- _How to complete this task_: Print the entries once more, unchanged.

- _Information given_:
▼

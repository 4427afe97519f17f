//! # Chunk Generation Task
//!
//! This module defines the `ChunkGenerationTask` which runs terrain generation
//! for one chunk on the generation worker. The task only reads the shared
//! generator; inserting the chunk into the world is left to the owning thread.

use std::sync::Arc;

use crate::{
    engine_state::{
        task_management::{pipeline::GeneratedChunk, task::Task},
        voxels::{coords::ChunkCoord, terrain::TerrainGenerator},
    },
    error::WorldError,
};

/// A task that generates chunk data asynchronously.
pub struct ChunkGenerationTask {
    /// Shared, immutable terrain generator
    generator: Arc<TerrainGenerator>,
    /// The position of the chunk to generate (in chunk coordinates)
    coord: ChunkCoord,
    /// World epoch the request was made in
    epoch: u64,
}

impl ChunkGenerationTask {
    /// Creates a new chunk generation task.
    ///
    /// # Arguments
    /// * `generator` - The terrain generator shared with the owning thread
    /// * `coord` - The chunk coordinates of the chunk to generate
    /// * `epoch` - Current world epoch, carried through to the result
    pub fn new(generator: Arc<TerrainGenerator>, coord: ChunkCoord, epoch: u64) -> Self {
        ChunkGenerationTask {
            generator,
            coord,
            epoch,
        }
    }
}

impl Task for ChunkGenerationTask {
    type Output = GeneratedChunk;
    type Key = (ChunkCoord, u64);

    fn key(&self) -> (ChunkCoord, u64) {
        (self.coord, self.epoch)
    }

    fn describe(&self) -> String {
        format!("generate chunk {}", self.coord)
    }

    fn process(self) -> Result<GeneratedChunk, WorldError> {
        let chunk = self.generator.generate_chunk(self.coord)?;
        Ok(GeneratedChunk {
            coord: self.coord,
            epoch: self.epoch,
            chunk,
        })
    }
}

▲

- _Response below_:
repository 4427afe97519f17f
//! # Chunk Generation Task
//!
//! This module defines the `ChunkGenerationTask` which runs terrain generation
//! for one chunk on the generation worker. The task only reads the shared
//! generator; inserting the chunk into the world is left to the owning thread.

use std::sync::Arc;

use crate::{
    engine_state::{
        task_management::{pipeline::GeneratedChunk, task::Task},
        voxels::{coords::ChunkCoord, terrain::TerrainGenerator},
    },
    error::WorldError,
};

/// A task that generates chunk data asynchronously.
pub struct ChunkGenerationTask {
    /// Shared, immutable terrain generator
    generator: Arc<TerrainGenerator>,
    /// The position of the chunk to generate (in chunk coordinates)
    coord: ChunkCoord,
    /// World epoch the request was made in
    epoch: u64,
}

impl ChunkGenerationTask {
    /// Creates a new chunk generation task.
    ///
    /// # Arguments
    /// * `generator` - The terrain generator shared with the owning thread
    /// * `coord` - The chunk coordinates of the chunk to generate
    /// * `epoch` - Current world epoch, carried through to the result
    pub fn new(generator: Arc<TerrainGenerator>, coord: ChunkCoord, epoch: u64) -> Self {
        ChunkGenerationTask {
            generator,
            coord,
            epoch,
        }
    }
}

impl Task for ChunkGenerationTask {
    type Output = GeneratedChunk;
    type Key = (ChunkCoord, u64);

    fn key(&self) -> (ChunkCoord, u64) {
        (self.coord, self.epoch)
    }

    fn describe(&self) -> String {
        format!("generate chunk {}", self.coord)
    }

    fn process(self) -> Result<GeneratedChunk, WorldError> {
        let chunk = self.generator.generate_chunk(self.coord)?;
        Ok(GeneratedChunk {
            coord: self.coord,
            epoch: self.epoch,
            chunk,
        })
    }
}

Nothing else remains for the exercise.